Na reunião no Conselho de Segurança da ONU dedicada à situação no Sudão, a embaixadora norte-americana Susan Rice identificou como cruciais para o "difícil mas prometedor caminho" dos próximos meses a demarcação de fronteiras, cidadania, partilha de riqueza e recursos naturais, e também administração, divisão da dívida nacional, acordos de segurança, cambiais e tratados internacionais.

Isto além da delicada questão da região de Abyei, onde a falta de acordo entre as partes impediu a realização de um referendo na mesma data da consulta popular ao sul do país.

A diplomata pediu às duas regiões para que “regressem à mesa das negociações o mais rapidamente possível para negociar uma resolução sustentável para a questão de Abyei e outras questões pendentes do acordo de paz", disse Rice, que pediu "o  mesmo espírito do referendo".

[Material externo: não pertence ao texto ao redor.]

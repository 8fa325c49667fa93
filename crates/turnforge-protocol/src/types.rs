//! The identifier type shared by every Turnforge layer.

use std::fmt;
use std::str::FromStr;

use serde::{Deserialize, Serialize};
use uuid::Uuid;

use crate::ProtocolError;

/// A globally unique, monotonically sortable identifier.
///
/// Backed by a UUIDv7: the leading 48 bits are a millisecond Unix
/// timestamp, so ids generated later compare greater. Used for game
/// sessions and for the opaque participant ids issued on create/join.
///
/// Serializes as its canonical hyphenated string.
#[derive(Debug, Clone, Copy, PartialEq, Eq, PartialOrd, Ord, Hash, Serialize, Deserialize)]
#[serde(transparent)]
pub struct Id(Uuid);

impl Id {
    /// Generates a new id stamped with the current time.
    pub fn generate() -> Self {
        Self(Uuid::now_v7())
    }

    /// Wraps an existing UUID.
    pub fn from_uuid(uuid: Uuid) -> Self {
        Self(uuid)
    }

    /// Returns the underlying UUID.
    pub fn into_inner(self) -> Uuid {
        self.0
    }
}

impl fmt::Display for Id {
    fn fmt(&self, f: &mut fmt::Formatter<'_>) -> fmt::Result {
        write!(f, "{}", self.0)
    }
}

impl FromStr for Id {
    type Err = ProtocolError;

    fn from_str(s: &str) -> Result<Self, Self::Err> {
        Uuid::parse_str(s)
            .map(Self)
            .map_err(|e| ProtocolError::InvalidId(format!("{s}: {e}")))
    }
}
//! The Blockers game service: typed lifecycle operations for one game
//! type, with rule violations surfaced as [`PlacementError`]s.
//!
//! [`PlacementError`]: turnforge_blockers::PlacementError

use std::sync::Arc;

use chrono::{DateTime, Utc};
use turnforge_blockers::{BlockersGame, TurnArgs, take_turn};
use turnforge_protocol::Id;
use turnforge_session::{ActiveGame, Caller, Session, SessionManager, whose_turn};
use turnforge_store::{Cache, Store};

use crate::TurnforgeError;

/// A Blockers session.
pub type BlockersSession = Session<BlockersGame>;

/// Blockers operations on a shared [`SessionManager`]. Cheap to clone.
pub struct Blockers<S, K> {
    manager: Arc<SessionManager<S, K>>,
    probe_concurrency: usize,
}

impl<S, K> Clone for Blockers<S, K> {
    fn clone(&self) -> Self {
        Self {
            manager: Arc::clone(&self.manager),
            probe_concurrency: self.probe_concurrency,
        }
    }
}

impl<S: Store, K: Cache> Blockers<S, K> {
    pub fn new(manager: Arc<SessionManager<S, K>>, probe_concurrency: usize) -> Self {
        Self {
            manager,
            probe_concurrency,
        }
    }

    /// Creates a game. `caller` receives its participant id.
    pub async fn new_game(&self, caller: &mut Caller) -> Result<BlockersSession, TurnforgeError> {
        self.manager
            .create::<BlockersGame>(caller)
            .await
            .map_err(TurnforgeError::from_session)
    }

    /// Joins `game`. `caller` receives its participant id.
    pub async fn join(
        &self,
        caller: &mut Caller,
        game: Id,
    ) -> Result<BlockersSession, TurnforgeError> {
        self.manager
            .join::<BlockersGame>(caller, game)
            .await
            .map_err(TurnforgeError::from_session)
    }

    /// Starts the caller's game, optionally shuffling the player order.
    pub async fn start(
        &self,
        caller: &Caller,
        randomize: bool,
    ) -> Result<BlockersSession, TurnforgeError> {
        self.manager
            .start::<BlockersGame>(caller, randomize)
            .await
            .map_err(TurnforgeError::from_session)
    }

    /// Places a piece, or passes, for the caller.
    pub async fn take_turn(
        &self,
        caller: &Caller,
        args: TurnArgs,
    ) -> Result<BlockersSession, TurnforgeError> {
        self.manager
            .take_turn::<BlockersGame, _, _>(caller, move |ctx| take_turn(ctx, &args))
            .await
            .map_err(TurnforgeError::from_session)
    }

    /// Abandons the caller's active game, if any.
    pub async fn abandon(
        &self,
        caller: &Caller,
    ) -> Result<Option<BlockersSession>, TurnforgeError> {
        self.manager
            .abandon::<BlockersGame>(caller)
            .await
            .map_err(TurnforgeError::from_session)
    }

    /// Reads a game; `None` if it hasn't changed since `updated_after`.
    pub async fn get(
        &self,
        game: Id,
        updated_after: Option<DateTime<Utc>>,
    ) -> Result<Option<BlockersSession>, TurnforgeError> {
        self.manager
            .get::<BlockersGame>(game, updated_after)
            .await
            .map_err(TurnforgeError::from_session)
    }

    /// The caller's active game of any type.
    pub async fn active(&self, caller: &Caller) -> Result<Option<ActiveGame>, TurnforgeError> {
        Ok(self.manager.active(caller).await?)
    }

    /// Index into `callers` of whoever moves next in `game`.
    pub async fn whose_turn(
        &self,
        game: Id,
        callers: &[Caller],
    ) -> Result<Option<usize>, TurnforgeError> {
        Ok(whose_turn::<BlockersGame, _, _, _>(
            Arc::clone(&self.manager),
            game,
            callers,
            self.probe_concurrency,
        )
        .await?)
    }
}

O representante do Reino Unido, Mark Lyall Grant, manifestou, por seu turno, "grande  preocupação" com a situação no Darfur, onde recentemente foram raptados civis ao serviço das Nações Unidas.

O diplomata português António Monteiro realçou que "o empenho positivo alcançado [no referendo] só pode ser mantido por novas manifestações de boa vontade e empenho político de ambos os lados".